Okay, what explains the asymmetry? One possibility is that the courts are a losing issue for Democrats. But that's not true. For example, a Pew survey in the summer of 2018 asked voters their general views about issues that could come before the Court. Of six issues surveyed, the public favored the liberal side on five of them (abortion, campaign finance, firearms, labor unions, and marriage equality), with the conservative side only holding sway on the death penalty. And although answers to this question have fluctuated over the years, the last time they were asked (2018), more Americans (55%) said that the Supreme Court should base its rulings on what the Constitution means today than said it should rule based on original meaning (41%). That should also favor the perspective of likely Democratic appointees and thus the candidates who would play a role in nominating them.
Thus, we cannot explain relative indifference to the courts on the part of Democrats by the strength of their substantive case to the American People. If the Democratic base cared about the courts, it could push judicial appointments onto the agenda without risking a backlash from independents.
So why don't Democratic voters care as much about the courts as Republican voters do? Part of the answer might be that on the key issues about which the Court is seen as salient--especially abortion--Republican voters care more. Even though a clear majority of Americans don't want to see Roe v. Wade overturned, those who do probably care more intensely about the issue, so they vote on it.

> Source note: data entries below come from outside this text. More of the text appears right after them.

//! Pre-execution inspection: human-readable metadata for a tool call,
//! computed without side effects so an approver can decide before anything
//! runs. Must never fail on expected bad inputs (missing file, invalid
//! path); it degrades the metadata instead. The snapshot may go stale
//! between inspection and execution; execution re-validates.

use serde_json::Value;
use stagehand_core::{ToolKind, ToolMetadata, ToolName};
use std::fs;
use std::path::Path;

use crate::path;
use crate::validation::arg_str;

const PREVIEW_MAX_CHARS: usize = 240;

pub fn prepare_metadata(workspace: &Path, name: &str, args: &Value) -> ToolMetadata {
    let workspace = workspace
        .canonicalize()
        .unwrap_or_else(|_| workspace.to_path_buf());
    let mut meta = ToolMetadata {
        kind: ToolKind::from_api_name(name),
        ..Default::default()
    };

    match ToolName::from_api_name(name) {
        Some(ToolName::RunShellCommand) => {
            meta.command = arg_str(args, "command").map(str::to_string);
        }
        Some(ToolName::WriteFile) => {
            let raw = arg_str(args, "path").unwrap_or_default();
            let content = arg_str(args, "content").unwrap_or_default();
            if let Ok(resolved) = path::validate_write_target(&workspace, raw) {
                let rel = path::workspace_relative(&workspace, &resolved);
                // A file that does not exist yet diffs against empty content.
                let current = fs::read_to_string(&resolved).unwrap_or_default();
                meta.diff = Some(stagehand_diff::render_unified(&rel, &current, content));
                meta.path = Some(rel);
            }
            meta.preview = Some(truncate_preview(content));
        }
        Some(ToolName::EditFile) => {
            let raw = arg_str(args, "path").unwrap_or_default();
            let old_text = arg_str(args, "old_text").unwrap_or_default();
            let new_text = arg_str(args, "new_text").unwrap_or_default();
            if let Ok(resolved) = path::validate_existing(&workspace, raw) {
                let rel = path::workspace_relative(&workspace, &resolved);
                if let Ok(current) = fs::read_to_string(&resolved)
                    && !old_text.is_empty()
                    && current.contains(old_text)
                {
                    let proposed = current.replacen(old_text, new_text, 1);
                    meta.diff = Some(stagehand_diff::render_unified(&rel, &current, &proposed));
                }
                meta.path = Some(rel);
            }
        }
        Some(ToolName::ReadFile) => {
            if let Some(raw) = arg_str(args, "path")
                && let Ok(resolved) = path::validate_existing(&workspace, raw)
            {
                meta.path = Some(path::workspace_relative(&workspace, &resolved));
            }
        }
        Some(ToolName::ListFiles) | Some(ToolName::SearchFiles) => {
            if let Some(raw) = arg_str(args, "path")
                && !raw.is_empty()
                && let Ok(resolved) = path::validate_existing(&workspace, raw)
            {
                meta.path = Some(path::workspace_relative(&workspace, &resolved));
            }
        }
        None => {}
    }

    meta
}

fn truncate_preview(content: &str) -> String {
    if content.chars().count() <= PREVIEW_MAX_CHARS {
        return content.to_string();
    }
    let mut preview: String = content.chars().take(PREVIEW_MAX_CHARS).collect();
    preview.push_str("…");
    preview
}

Meanwhile, Democratic voters perceive that the courts are not central players on the issues about which they care most, which include health care, civil rights, economic justice, global warming and the environment more broadly, and gun control. They're wrong in that perception; the courts can through statutory interpretation and constitutional invalidation cancel victories that might be obtained on each of these issues through legislation or executive action; the courts can also effectively block legislation or executive action by striking down laws that aim to level the political playing field and by upholding voter suppression and gerrymandering that entrench minority-Republican control.
So Democratic voters should care about the courts, if only as an indirect means of ensuring that they can successfully pursue their largely legislative agenda. Getting them to care will require political leadership. In that regard Buttigieg is a mixed blessing. On one hand, as Lithwick notes in the article linked above, he is the one Democratic presidential candidate who has been making the courts and the Supreme Court in particular a key issue. On the other hand, the way he has been doing it--by aiming at depoliticizing the Supreme Court--is not exactly going to excite the Democratic base about the issues they care most about.